Solving Phase Retrieval with a Learned Reference
This work addresses the classical and difficult problem of Fourier phase retrieval for image recovery, offering a novel approach that improves accuracy and efficiency, though it is incremental in its method adaptation.
The paper tackles the Fourier phase retrieval problem by adding a learned reference to the signal before capturing Fourier amplitude measurements, and it achieves near-perfect recovery at a fixed small computational cost, with significant performance enhancement compared to standard methods.

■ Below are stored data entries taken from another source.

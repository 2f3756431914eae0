//! File parsers and the registry that selects them.
//!
//! This crate provides:
//! - [`ParserKind`]: a factory for one file type
//! - [`ParserRegistry`]: picks a parser by extension or mime hint; implements
//!   [`ParserGateway`] for the row mapper
//! - [`HtmlParser`], [`TextParser`]: built-in parsers
//! - [`extract_html_document`]: HTML field extraction, shared with the crawler

mod html;
mod text;

use std::io::Read;
use std::path::Path;

use fieldmap_mapping::{Parser, ParserGateway};
use fieldmap_shared::{FieldMapError, ParserOptions, Result};
use tracing::debug;

pub use html::{HtmlParser, HtmlParserKind, extract_html_document};
pub use text::{TextParser, TextParserKind};

/// Field receiving the parsed file's name.
pub const FIELD_FILENAME: &str = "filename";

// ---------------------------------------------------------------------------
// Trait
// ---------------------------------------------------------------------------

/// A file type the registry can hand out parsers for.
pub trait ParserKind: Send + Sync {
    /// Human-readable parser name for tracing.
    fn name(&self) -> &str;

    /// Lowercase file extensions handled, without the dot.
    fn extensions(&self) -> &[&str];

    /// Mime types handled.
    fn mime_types(&self) -> &[&str];

    /// Create a fresh parser instance.
    fn create(&self, options: &ParserOptions) -> Result<Box<dyn Parser>>;
}

// ---------------------------------------------------------------------------
// Registry
// ---------------------------------------------------------------------------

/// Holds parser kinds in priority order.
pub struct ParserRegistry {
    kinds: Vec<Box<dyn ParserKind>>,
    options: ParserOptions,
}

impl ParserRegistry {
    /// Create a registry with the built-in parsers.
    pub fn new(options: ParserOptions) -> Self {
        Self {
            kinds: vec![Box::new(HtmlParserKind), Box::new(TextParserKind)],
            options,
        }
    }

    /// Add a parser kind after the existing ones.
    pub fn register(&mut self, kind: Box<dyn ParserKind>) {
        self.kinds.push(kind);
    }

    /// Find the kind handling `file_name` or, failing that, `mime_hint`.
    pub fn find(&self, file_name: &str, mime_hint: Option<&str>) -> Option<&dyn ParserKind> {
        let extension = file_name
            .rsplit_once('.')
            .map(|(_, ext)| ext.to_ascii_lowercase());

        if let Some(ext) = extension.as_deref() {
            if let Some(kind) = self.kinds.iter().find(|k| k.extensions().contains(&ext)) {
                return Some(kind.as_ref());
            }
        }

        let mime = mime_hint?;
        let essence = mime.split(';').next().unwrap_or(mime).trim();
        self.kinds
            .iter()
            .find(|k| {
                k.mime_types()
                    .iter()
                    .any(|m| m.eq_ignore_ascii_case(essence))
            })
            .map(|k| k.as_ref())
    }
}

impl Default for ParserRegistry {
    fn default() -> Self {
        Self::new(ParserOptions::default())
    }
}

impl ParserGateway for ParserRegistry {
    fn resolve(&self, file_name: &str, mime_hint: Option<&str>) -> Result<Option<Box<dyn Parser>>> {
        match self.find(file_name, mime_hint) {
            Some(kind) => {
                debug!(file_name, parser = kind.name(), "parser selected");
                kind.create(&self.options).map(Some)
            }
            None => Ok(None),
        }
    }
}

// ---------------------------------------------------------------------------
// Helpers
// ---------------------------------------------------------------------------

/// Read `path`, refusing files larger than `max_bytes`. All failures are I/O faults.
pub(crate) fn read_limited(path: &Path, max_bytes: u64) -> Result<Vec<u8>> {
    let file = std::fs::File::open(path).map_err(|e| FieldMapError::io(path, e))?;
    let len = file.metadata().map_err(|e| FieldMapError::io(path, e))?.len();
    if len > max_bytes {
        return Err(FieldMapError::io(
            path,
            std::io::Error::new(
                std::io::ErrorKind::InvalidData,
                format!("file is {len} bytes, limit is {max_bytes}"),
            ),
        ));
    }

    let mut bytes = Vec::with_capacity(len as usize);
    file.take(max_bytes)
        .read_to_end(&mut bytes)
        .map_err(|e| FieldMapError::io(path, e))?;
    Ok(bytes)
}

/// File name of `path` as a string.
pub(crate) fn file_name_of(path: &Path) -> String {
    path.file_name()
        .map(|name| name.to_string_lossy().into_owned())
        .unwrap_or_default()
}

#[cfg(test)]
mod tests {
    use std::path::PathBuf;

    use super::*;
    use fieldmap_shared::IndexDocument;

    fn temp_dir(tag: &str) -> PathBuf {
        let dir = std::env::temp_dir().join(format!("fm-parser-{tag}-{}", uuid::Uuid::now_v7()));
        std::fs::create_dir_all(&dir).unwrap();
        dir
    }

    // -----------------------------------------------------------------------
    // Registry selection
    // -----------------------------------------------------------------------

    #[test]
    fn selects_by_extension() {
        let registry = ParserRegistry::default();
        assert_eq!(registry.find("index.html", None).map(|k| k.name()), Some("html"));
        assert_eq!(registry.find("NOTES.TXT", None).map(|k| k.name()), Some("text"));
        assert_eq!(registry.find("README.md", None).map(|k| k.name()), Some("text"));
    }

    #[test]
    fn falls_back_to_mime_hint() {
        let registry = ParserRegistry::default();
        let kind = registry.find("download", Some("text/html; charset=utf-8"));
        assert_eq!(kind.map(|k| k.name()), Some("html"));
    }

    #[test]
    fn unknown_type_has_no_parser() {
        let registry = ParserRegistry::default();
        assert!(registry.find("archive.zip", None).is_none());
        assert!(registry.resolve("archive.zip", None).unwrap().is_none());
    }

    #[test]
    fn registered_kind_is_used() {
        struct CsvOnly;

        impl ParserKind for CsvOnly {
            fn name(&self) -> &str {
                "csv-only"
            }
            fn extensions(&self) -> &[&str] {
                &["tsv"]
            }
            fn mime_types(&self) -> &[&str] {
                &[]
            }
            fn create(&self, options: &ParserOptions) -> Result<Box<dyn Parser>> {
                Ok(Box::new(TextParser::new(options)))
            }
        }

        let mut registry = ParserRegistry::default();
        registry.register(Box::new(CsvOnly));
        assert_eq!(registry.find("data.tsv", None).map(|k| k.name()), Some("csv-only"));
    }

    // -----------------------------------------------------------------------
    // Parsing through the gateway
    // -----------------------------------------------------------------------

    #[test]
    fn html_file_populates_fields() {
        let dir = temp_dir("html");
        let path = dir.join("page.html");
        std::fs::write(
            &path,
            r#"<html lang="en"><head><title>Data Sheet</title></head>
            <body><nav>Menu</nav><main><h1>Widget</h1><p>Made of <b>steel</b>.</p></main></body></html>"#,
        )
        .unwrap();

        let registry = ParserRegistry::default();
        let mut parser = registry.resolve("page.html", None).unwrap().expect("html parser");
        parser.extract(&path).unwrap();

        let mut doc = IndexDocument::new();
        parser.populate(&mut doc);
        assert_eq!(doc.first("title"), Some("Data Sheet"));
        assert_eq!(doc.first("lang"), Some("en"));
        assert_eq!(doc.first(FIELD_FILENAME), Some("page.html"));
        let content = doc.first("content").unwrap();
        assert!(content.contains("steel"));
        assert!(!content.contains("Menu"));

        let _ = std::fs::remove_dir_all(&dir);
    }

    #[test]
    fn oversized_file_is_io_fault() {
        let dir = temp_dir("big");
        let path = dir.join("big.txt");
        std::fs::write(&path, "0123456789").unwrap();

        let registry = ParserRegistry::new(ParserOptions { max_file_bytes: 4 });
        let mut parser = registry.resolve("big.txt", None).unwrap().unwrap();
        let err = parser.extract(&path).unwrap_err();
        assert!(err.is_io());

        let _ = std::fs::remove_dir_all(&dir);
    }

    #[test]
    fn failed_extract_leaves_nothing_to_populate() {
        let dir = temp_dir("reset");
        let path = dir.join("a.txt");
        std::fs::write(&path, "first file").unwrap();

        let registry = ParserRegistry::default();
        let mut parser = registry.resolve("a.txt", None).unwrap().unwrap();
        parser.extract(&path).unwrap();

        let err = parser.extract(&dir.join("gone.txt")).unwrap_err();
        assert!(err.is_io());

        let mut doc = IndexDocument::new();
        parser.populate(&mut doc);
        assert!(doc.is_empty());

        let _ = std::fs::remove_dir_all(&dir);
    }
}
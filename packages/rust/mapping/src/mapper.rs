//! Applies a mapping table to one query row.
//!
//! For every link, in table order: skip when the column is absent or null,
//! run the file-parse branch, run the crawl branch, then emit the transformed
//! value. Both branches see the raw column value.

use std::collections::BTreeSet;
use std::path::PathBuf;

use tracing::{debug, instrument, trace, warn};
use url::Url;

use fieldmap_shared::{
    ColumnMatch, FetchCategory, FieldMapError, IndexDocument, MappingOptions, Result,
};

use crate::gateway::{CrawlGateway, CrawlOutcome, FetchHandle, ParserGateway};
use crate::row::Row;
use crate::table::MappingTable;
use crate::target::TargetRule;
use crate::transform;

/// Category attached to every fetch submitted by the row mapper.
pub const ROW_FETCH_CATEGORY: FetchCategory = FetchCategory::Database;

/// What happened while mapping one row.
#[derive(Debug, Clone, Default, PartialEq, Eq)]
pub struct RowReport {
    /// Rules that emitted a value.
    pub rules_applied: usize,
    /// Rules skipped because the column was absent or null.
    pub rules_skipped: usize,
    /// Files extracted without fault.
    pub files_parsed: usize,
    /// File extractions that failed with an I/O fault.
    pub extraction_faults: usize,
    /// Fetches submitted to the crawl worker.
    pub crawls_submitted: usize,
    /// Start or end waits that ran out of budget.
    pub crawl_timeouts: usize,
    /// Crawled documents merged into the output.
    pub crawl_documents_merged: usize,
}

/// Maps rows with a fixed parser gateway, crawl gateway and options.
pub struct RowMapper<'a, P, C> {
    parsers: &'a P,
    crawler: &'a C,
    options: MappingOptions,
}

impl<'a, P, C> RowMapper<'a, P, C>
where
    P: ParserGateway,
    C: CrawlGateway,
{
    pub fn new(parsers: &'a P, crawler: &'a C, options: MappingOptions) -> Self {
        Self {
            parsers,
            crawler,
            options,
        }
    }

    /// Map `row` into `document`.
    ///
    /// The first row-fatal error stops the remaining rules. Values added by
    /// earlier rules stay in `document`.
    #[instrument(skip_all, fields(rules = table.len()))]
    pub async fn map_row<R>(
        &self,
        table: &MappingTable,
        row: &R,
        document: &mut IndexDocument,
    ) -> Result<RowReport>
    where
        R: Row + ?Sized,
    {
        let columns = row.column_names()?;
        let mut report = RowReport::default();

        for link in table.rules() {
            let Some(column) = self.resolve_column(&columns, &link.source) else {
                trace!(column = %link.source, "column absent, rule skipped");
                report.rules_skipped += 1;
                continue;
            };

            let Some(content) = row.get_string(column)? else {
                trace!(column, "null value, rule skipped");
                report.rules_skipped += 1;
                continue;
            };

            let rule = &link.target;

            if rule.file_path() {
                self.parse_file(rule, &content, document, &mut report).await?;
            }

            if rule.crawl_url() {
                self.crawl(&content, document, &mut report).await?;
            }

            let value = transform::apply(rule, &content)?;
            document.add(rule.target_name(), value);
            report.rules_applied += 1;
        }

        debug!(
            applied = report.rules_applied,
            skipped = report.rules_skipped,
            fields = document.len(),
            "row mapped"
        );

        Ok(report)
    }

    /// Map `row` into a fresh document, returned only if every rule succeeded.
    pub async fn build_document<R>(
        &self,
        table: &MappingTable,
        row: &R,
    ) -> Result<(IndexDocument, RowReport)>
    where
        R: Row + ?Sized,
    {
        let mut document = IndexDocument::new();
        let report = self.map_row(table, row, &mut document).await?;
        Ok((document, report))
    }

    fn resolve_column<'c>(&self, columns: &'c BTreeSet<String>, source: &str) -> Option<&'c str> {
        if let Some(exact) = columns.get(source) {
            return Some(exact.as_str());
        }
        match self.options.column_match {
            ColumnMatch::Exact => None,
            ColumnMatch::CaseInsensitive => columns
                .iter()
                .find(|name| name.eq_ignore_ascii_case(source))
                .map(String::as_str),
        }
    }

    /// File branch: `prefix + content` names a file handed to a parser.
    ///
    /// Extraction reads and parses the file, so it runs on the blocking pool.
    async fn parse_file(
        &self,
        rule: &TargetRule,
        content: &str,
        document: &mut IndexDocument,
        report: &mut RowReport,
    ) -> Result<()> {
        let path = PathBuf::from(format!("{}{content}", rule.file_path_prefix().unwrap_or("")));
        if !tokio::fs::try_exists(&path).await.unwrap_or(false) {
            debug!(?path, "file not found, parse skipped");
            return Ok(());
        }

        let file_name = path
            .file_name()
            .map(|name| name.to_string_lossy().into_owned())
            .unwrap_or_default();

        let Some(mut parser) = self.parsers.resolve(&file_name, None)? else {
            debug!(file_name, "no parser for file");
            return Ok(());
        };

        let (parser, extracted, path) = tokio::task::spawn_blocking(move || {
            let extracted = parser.extract(&path);
            (parser, extracted, path)
        })
        .await
        .map_err(|e| FieldMapError::parse(format!("file extraction task failed: {e}")))?;

        match extracted {
            Ok(()) => report.files_parsed += 1,
            Err(e) if e.is_io() => {
                warn!(?path, parser = parser.name(), error = %e, "file extraction failed");
                report.extraction_faults += 1;
                if !self.options.populate_after_extract_fault {
                    return Ok(());
                }
            }
            Err(e) => return Err(e),
        }

        parser.populate(document);
        Ok(())
    }

    /// Crawl branch: fetch `content` as a URL and merge the extracted document.
    async fn crawl(
        &self,
        content: &str,
        document: &mut IndexDocument,
        report: &mut RowReport,
    ) -> Result<()> {
        let url = Url::parse(content).map_err(|source| FieldMapError::InvalidUrl {
            url: content.to_string(),
            source,
        })?;

        let handle = self.crawler.submit(&url, ROW_FETCH_CATEGORY)?;
        report.crawls_submitted += 1;

        // The end wait runs even when the start wait ran out.
        if !handle.wait_for_start(self.options.crawl_start_timeout).await? {
            debug!(%url, budget = ?self.options.crawl_start_timeout, "crawl not started in time");
            report.crawl_timeouts += 1;
        }
        if !handle.wait_for_end(self.options.crawl_end_timeout).await? {
            debug!(%url, budget = ?self.options.crawl_end_timeout, "crawl not finished in time");
            report.crawl_timeouts += 1;
        }

        match handle.current_result() {
            Some(CrawlOutcome {
                document: Some(crawled),
                ..
            }) => {
                document.merge(&crawled);
                report.crawl_documents_merged += 1;
            }
            Some(outcome) => {
                debug!(%url, error = outcome.error.as_deref().unwrap_or("none"), "crawl produced no document");
            }
            None => debug!(%url, "crawl result not available"),
        }

        Ok(())
    }
}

Fourier phase retrieval is a classical problem that deals with the recovery of an image from the amplitude measurements of its Fourier coefficients. Conventional methods solve this problem via iterative (alternating) minimization by leveraging some prior knowledge about the structure of the unknown image. The inherent ambiguities about shift and flip in the Fourier measurements make this problem especially difficult; and most of the existing methods use several random restarts with different permutations. In this paper, we assume that a known (learned) reference is added to the signal before capturing the Fourier amplitude measurements. Our method is inspired by the principle of adding a reference signal in holography. To recover the signal, we implement an iterative phase retrieval method as an unrolled network. Then we use back propagation to learn the reference that provides us the best reconstruction for a fixed number of phase retrieval iterations. We performed a number of simulations on a variety of datasets under different conditions and found that our proposed method for phase retrieval via unrolled network and learned reference provides near-perfect recovery at fixed (small) computational cost. We compared our method with standard Fourier phase retrieval methods and observed significant performance enhancement using the learned reference.